//! Text output formatter for human-readable display
//!
//! This module provides:
//! - Per base project listing of reconciled pairs with their outcomes
//! - Failed pairs and recovered walk warnings
//! - Totals per outcome

use crate::domain::{BaseProjectSummary, RunSummary, SyncOutcome, SyncReport};
use crate::output::{OutputFormatter, Verbosity};
use colored::Colorize;
use std::io::Write;

/// Text formatter for human-readable output
pub struct TextFormatter {
    /// Verbosity level
    verbosity: Verbosity,
    /// Whether to use colors
    color: bool,
}

impl TextFormatter {
    /// Create a new text formatter
    pub fn new(verbosity: Verbosity) -> Self {
        Self {
            verbosity,
            color: true,
        }
    }

    /// Create a new text formatter with explicit color setting
    pub fn with_color(verbosity: Verbosity, color: bool) -> Self {
        Self { verbosity, color }
    }

    /// Prefix shown on every heading of a check run
    fn check_prefix(&self, check: bool) -> &'static str {
        if check {
            "(check) "
        } else {
            ""
        }
    }

    /// Colorize a single outcome label
    fn outcome_label(&self, outcome: SyncOutcome) -> String {
        if !self.color {
            return outcome.label().to_string();
        }
        match outcome {
            SyncOutcome::Unchanged => outcome.label().dimmed().to_string(),
            SyncOutcome::CreatedBranch | SyncOutcome::OpenedPullRequest => {
                outcome.label().cyan().to_string()
            }
            SyncOutcome::UpdatedFile | SyncOutcome::CreatedFile => {
                outcome.label().green().to_string()
            }
            SyncOutcome::PullRequestAlreadyOpen => outcome.label().yellow().to_string(),
        }
    }

    fn format_report(&self, report: &SyncReport, writer: &mut dyn Write) -> std::io::Result<()> {
        let outcomes: Vec<String> = report
            .outcomes
            .iter()
            .map(|o| self.outcome_label(*o))
            .collect();
        let pair = format!("{}@{}", report.repo, report.branch);

        if self.color {
            let marker = if report.is_unchanged() {
                "=".dimmed()
            } else {
                "~".green()
            };
            writeln!(writer, "  {} {}  {}", marker, pair.bold(), outcomes.join(", "))
        } else {
            let marker = if report.is_unchanged() { "=" } else { "~" };
            writeln!(writer, "  {} {}  {}", marker, pair, outcomes.join(", "))
        }
    }

    fn format_totals(&self, summary: &RunSummary, writer: &mut dyn Write) -> std::io::Result<()> {
        let prefix = self.check_prefix(summary.check);
        let pairs = summary.reports().count();
        let failures = summary.failures().count();

        if self.verbosity == Verbosity::Quiet {
            // Minimal output
            let changed: usize = summary.projects.iter().map(|p| p.changed_count()).sum();
            if self.color {
                write!(writer, "{}{} changed", prefix, changed.to_string().green())?;
                if failures > 0 {
                    write!(writer, ", {} failed", failures.to_string().red())?;
                }
            } else {
                write!(writer, "{}{} changed", prefix, changed)?;
                if failures > 0 {
                    write!(writer, ", {} failed", failures)?;
                }
            }
            return writeln!(writer);
        }

        let parts: Vec<String> = summary
            .outcome_counts()
            .into_iter()
            .filter(|(_, count)| *count > 0)
            .map(|(outcome, count)| format!("{} {}", count, self.outcome_label(outcome)))
            .collect();

        if self.color {
            writeln!(writer, "{}{}:", prefix, "Summary".bold())?;
        } else {
            writeln!(writer, "{}Summary:", prefix)?;
        }
        writeln!(
            writer,
            "  {} pair(s) reconciled on {}",
            pairs, summary.working_branch
        )?;
        if !parts.is_empty() {
            writeln!(writer, "  {}", parts.join(", "))?;
        }
        if failures > 0 {
            if self.color {
                writeln!(writer, "  {} pair(s) failed", failures.to_string().red())?;
            } else {
                writeln!(writer, "  {} pair(s) failed", failures)?;
            }
        }
        Ok(())
    }
}

impl OutputFormatter for TextFormatter {
    fn format(&self, summary: &RunSummary, writer: &mut dyn Write) -> std::io::Result<()> {
        // In quiet mode, failures and totals only
        if self.verbosity != Verbosity::Quiet {
            for project in &summary.projects {
                if summary.check {
                    write!(writer, "{}", self.check_prefix(true))?;
                }
                self.format_project(project, writer)?;
            }
        } else {
            for failure in summary.failures() {
                writeln!(writer, "{}@{}: {}", failure.repo, failure.branch, failure.message)?;
            }
        }

        self.format_totals(summary, writer)
    }

    fn format_project(
        &self,
        project: &BaseProjectSummary,
        writer: &mut dyn Write,
    ) -> std::io::Result<()> {
        if self.color {
            writeln!(
                writer,
                "{} ({} repositories)",
                project.name.bold(),
                project.discovered
            )?;
        } else {
            writeln!(writer, "{} ({} repositories)", project.name, project.discovered)?;
        }

        let mut shown = 0;
        for report in &project.reports {
            if report.is_unchanged() && self.verbosity != Verbosity::Verbose {
                continue;
            }
            self.format_report(report, writer)?;
            shown += 1;
        }
        if shown == 0 && project.failures.is_empty() {
            if self.color {
                writeln!(writer, "  {}", "Everything up to date".dimmed())?;
            } else {
                writeln!(writer, "  Everything up to date")?;
            }
        }

        for failure in &project.failures {
            if self.color {
                writeln!(
                    writer,
                    "  {} {}@{}  {}",
                    "✗".red(),
                    failure.repo,
                    failure.branch,
                    failure.message
                )?;
            } else {
                writeln!(
                    writer,
                    "  ! {}@{}  {}",
                    failure.repo, failure.branch, failure.message
                )?;
            }
        }

        if self.verbosity == Verbosity::Verbose {
            for warning in &project.warnings {
                writeln!(
                    writer,
                    "  warning: {}@{}  {}",
                    warning.repo, warning.branch, warning.message
                )?;
            }
        }

        writeln!(writer)
    }
}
━━━━━━
WHAT THIS TASK INVOLVES. Please give the full set of data again exactly.

THE COMPLETED TASK.
//! Text output formatter for human-readable display
//!
//! This module provides:
//! - Per base project listing of reconciled pairs with their outcomes
//! - Failed pairs and recovered walk warnings
//! - Totals per outcome

use crate::domain::{BaseProjectSummary, RunSummary, SyncOutcome, SyncReport};
use crate::output::{OutputFormatter, Verbosity};
use colored::Colorize;
use std::io::Write;

/// Text formatter for human-readable output
pub struct TextFormatter {
    /// Verbosity level
    verbosity: Verbosity,
    /// Whether to use colors
    color: bool,
}

impl TextFormatter {
    /// Create a new text formatter
    pub fn new(verbosity: Verbosity) -> Self {
        Self {
            verbosity,
            color: true,
        }
    }

    /// Create a new text formatter with explicit color setting
    pub fn with_color(verbosity: Verbosity, color: bool) -> Self {
        Self { verbosity, color }
    }

    /// Prefix shown on every heading of a check run
    fn check_prefix(&self, check: bool) -> &'static str {
        if check {
            "(check) "
        } else {
            ""
        }
    }

    /// Colorize a single outcome label
    fn outcome_label(&self, outcome: SyncOutcome) -> String {
        if !self.color {
            return outcome.label().to_string();
        }
        match outcome {
            SyncOutcome::Unchanged => outcome.label().dimmed().to_string(),
            SyncOutcome::CreatedBranch | SyncOutcome::OpenedPullRequest => {
                outcome.label().cyan().to_string()
            }
            SyncOutcome::UpdatedFile | SyncOutcome::CreatedFile => {
                outcome.label().green().to_string()
            }
            SyncOutcome::PullRequestAlreadyOpen => outcome.label().yellow().to_string(),
        }
    }

    fn format_report(&self, report: &SyncReport, writer: &mut dyn Write) -> std::io::Result<()> {
        let outcomes: Vec<String> = report
            .outcomes
            .iter()
            .map(|o| self.outcome_label(*o))
            .collect();
        let pair = format!("{}@{}", report.repo, report.branch);

        if self.color {
            let marker = if report.is_unchanged() {
                "=".dimmed()
            } else {
                "~".green()
            };
            writeln!(writer, "  {} {}  {}", marker, pair.bold(), outcomes.join(", "))
        } else {
            let marker = if report.is_unchanged() { "=" } else { "~" };
            writeln!(writer, "  {} {}  {}", marker, pair, outcomes.join(", "))
        }
    }

    fn format_totals(&self, summary: &RunSummary, writer: &mut dyn Write) -> std::io::Result<()> {
        let prefix = self.check_prefix(summary.check);
        let pairs = summary.reports().count();
        let failures = summary.failures().count();

        if self.verbosity == Verbosity::Quiet {
            // Minimal output
            let changed: usize = summary.projects.iter().map(|p| p.changed_count()).sum();
            if self.color {
                write!(writer, "{}{} changed", prefix, changed.to_string().green())?;
                if failures > 0 {
                    write!(writer, ", {} failed", failures.to_string().red())?;
                }
            } else {
                write!(writer, "{}{} changed", prefix, changed)?;
                if failures > 0 {
                    write!(writer, ", {} failed", failures)?;
                }
            }
            return writeln!(writer);
        }

        let parts: Vec<String> = summary
            .outcome_counts()
            .into_iter()
            .filter(|(_, count)| *count > 0)
            .map(|(outcome, count)| format!("{} {}", count, self.outcome_label(outcome)))
            .collect();

        if self.color {
            writeln!(writer, "{}{}:", prefix, "Summary".bold())?;
        } else {
            writeln!(writer, "{}Summary:", prefix)?;
        }
        writeln!(
            writer,
            "  {} pair(s) reconciled on {}",
            pairs, summary.working_branch
        )?;
        if !parts.is_empty() {
            writeln!(writer, "  {}", parts.join(", "))?;
        }
        if failures > 0 {
            if self.color {
                writeln!(writer, "  {} pair(s) failed", failures.to_string().red())?;
            } else {
                writeln!(writer, "  {} pair(s) failed", failures)?;
            }
        }
        Ok(())
    }
}

impl OutputFormatter for TextFormatter {
    fn format(&self, summary: &RunSummary, writer: &mut dyn Write) -> std::io::Result<()> {
        // In quiet mode, failures and totals only
        if self.verbosity != Verbosity::Quiet {
            for project in &summary.projects {
                if summary.check {
                    write!(writer, "{}", self.check_prefix(true))?;
                }
                self.format_project(project, writer)?;
            }
        } else {
            for failure in summary.failures() {
                writeln!(writer, "{}@{}: {}", failure.repo, failure.branch, failure.message)?;
            }
        }

        self.format_totals(summary, writer)
    }

    fn format_project(
        &self,
        project: &BaseProjectSummary,
        writer: &mut dyn Write,
    ) -> std::io::Result<()> {
        if self.color {
            writeln!(
                writer,
                "{} ({} repositories)",
                project.name.bold(),
                project.discovered
            )?;
        } else {
            writeln!(writer, "{} ({} repositories)", project.name, project.discovered)?;
        }

        let mut shown = 0;
        for report in &project.reports {
            if report.is_unchanged() && self.verbosity != Verbosity::Verbose {
                continue;
            }
            self.format_report(report, writer)?;
            shown += 1;
        }
        if shown == 0 && project.failures.is_empty() {
            if self.color {
                writeln!(writer, "  {}", "Everything up to date".dimmed())?;
            } else {
                writeln!(writer, "  Everything up to date")?;
            }
        }

        for failure in &project.failures {
            if self.color {
                writeln!(
                    writer,
                    "  {} {}@{}  {}",
                    "✗".red(),
                    failure.repo,
                    failure.branch,
                    failure.message
                )?;
            } else {
                writeln!(
                    writer,
                    "  ! {}@{}  {}",
                    failure.repo, failure.branch, failure.message
                )?;
            }
        }

        if self.verbosity == Verbosity::Verbose {
            for warning in &project.warnings {
                writeln!(
                    writer,
                    "  warning: {}@{}  {}",
                    warning.repo, warning.branch, warning.message
                )?;
            }
        }

        writeln!(writer)
    }
}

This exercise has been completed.